Trying to avoid a perl script which wouldn't be hard, but I am looking for an awk one liner that does a replacement, but only after it sees a key word on some line.
Anyone know of that's easy to do?
Thanks! jlc
On Fri, 2010-03-26 at 00:36 +0000, Joseph L. Casale wrote:
Trying to avoid a perl script which wouldn't be hard, but I am looking for an awk one liner that does a replacement, but only after it sees a key word on some line.
Anyone know of that's easy to do?
Thanks!
---- sounds more like a reason to use sed
man sed or tell us exactly what you are trying to do
Craig
sounds more like a reason to use sed
man sed or tell us exactly what you are trying to do
Tell you the truth, I would much rather use sed, but I didn't think that was doable with it.
I have a slew of txt files that contain a keyword like "service-one" on many lines.
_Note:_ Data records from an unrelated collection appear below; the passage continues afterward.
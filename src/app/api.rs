//! API Facade for the application.
//!
//! This module exposes high-level functions that glue together source-tree
//! discovery, command execution and the shell make adapter.

use std::path::{Path, PathBuf};

use crate::app::commands::{build, compile, inspect};
use crate::services::ShellMakeRunner;

pub use crate::app::commands::build::{BuildOptions, BuildReport, BuildSession};
pub use crate::domain::{AppError, TargetDecl, TargetGroup};

// =============================================================================
// Build Command API
// =============================================================================

/// Build the project in the current directory.
pub fn build(options: BuildOptions) -> Result<BuildReport, AppError> {
    build_at(std::env::current_dir()?, options)
}

/// Build the project rooted at `root`.
///
/// A non-zero make exit is reported through [`BuildReport::exit_code`], not
/// as an error.
pub fn build_at(root: impl AsRef<Path>, options: BuildOptions) -> Result<BuildReport, AppError> {
    build::execute(root.as_ref(), options, &ShellMakeRunner::new())
}

// =============================================================================
// Compile Command API
// =============================================================================

/// Build the objects produced by `files` in the project rooted at `root`.
pub fn compile_at(
    root: impl AsRef<Path>,
    files: &[PathBuf],
    options: BuildOptions,
) -> Result<BuildReport, AppError> {
    compile::execute(root.as_ref(), files, options, &ShellMakeRunner::new())
}

// =============================================================================
// Inspection API
// =============================================================================

/// Render the build variable file for the project rooted at `root`.
pub fn vars_at(root: impl AsRef<Path>, color: bool) -> Result<String, AppError> {
    inspect::vars(root.as_ref(), color)
}

/// List targets declared in the project rooted at `root`.
pub fn targets_at(root: impl AsRef<Path>) -> Result<Vec<TargetDecl>, AppError> {
    inspect::targets(root.as_ref())
}
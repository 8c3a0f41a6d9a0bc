pub mod build_vars;
pub mod dir_config;
pub mod error;
pub mod event_log;
pub mod make;
pub mod objlib;
pub mod project;
pub mod rules;
pub mod target_groups;

pub use build_vars::BuildVars;
pub use dir_config::{DirConfig, DirectoryOverride, ResolvedDirConfig};
pub use error::AppError;
pub use make::MakeInvocation;
pub use project::{Ccsid, ProjectDescriptor};
pub use rules::{TargetDecl, TargetOwnership};
pub use target_groups::TargetGroup;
I need to change those, but only the ones that appear _after_ a known comment.
Thanks! jlc
Joseph L. Casale wrote:
sounds more like a reason to use sed
man sed or tell us exactly what you are trying to do
Tell you the truth, I would much rather use sed, but I didn't think that was doable with it.
I have a slew of txt files that contain a keyword like "service-one" on many lines. I need to change those, but only the ones that appear _after_ a known comment.
Can you use a regexp like: s/(known_part)(.*)(change_part)/\1\2replace_part/
Can you use a regexp like: s/(known_part)(.*)(change_part)/\1\2replace_part/
Unless I misunderstand that, I'd say no.
The actual file might look this:
/begin file
foo bar{ biz service-one baz service-two }
--many more of that--
# comment
fiz bir{ aaa service-one bbb service-two }
/end file
So only after the "# comment", I want to then start replacing. I am just trying to replace a very ugly long set of commands piped into each other that I am using now.
Thanks! jlc
Joseph L. Casale wrote:
Can you use a regexp like: s/(known_part)(.*)(change_part)/\1\2replace_part/
Unless I misunderstand that, I'd say no.
The actual file might look this:
/begin file
foo bar{ biz service-one baz service-two }
--many more of that--
# comment
fiz bir{ aaa service-one bbb service-two }
/end file
So only after the "# comment", I want to then start replacing. I am just trying to replace a very ugly long set of commands piped into each other that I am using now.
I think there is a way to do it in sed using the holding space, but it's so much easier in perl that I never bothered to learn the hard parts. What's the problem with using perl anyway?
I think there is a way to do it in sed using the holding space, but it's so much easier in perl that I never bothered to learn the hard parts. What's the problem with using perl anyway?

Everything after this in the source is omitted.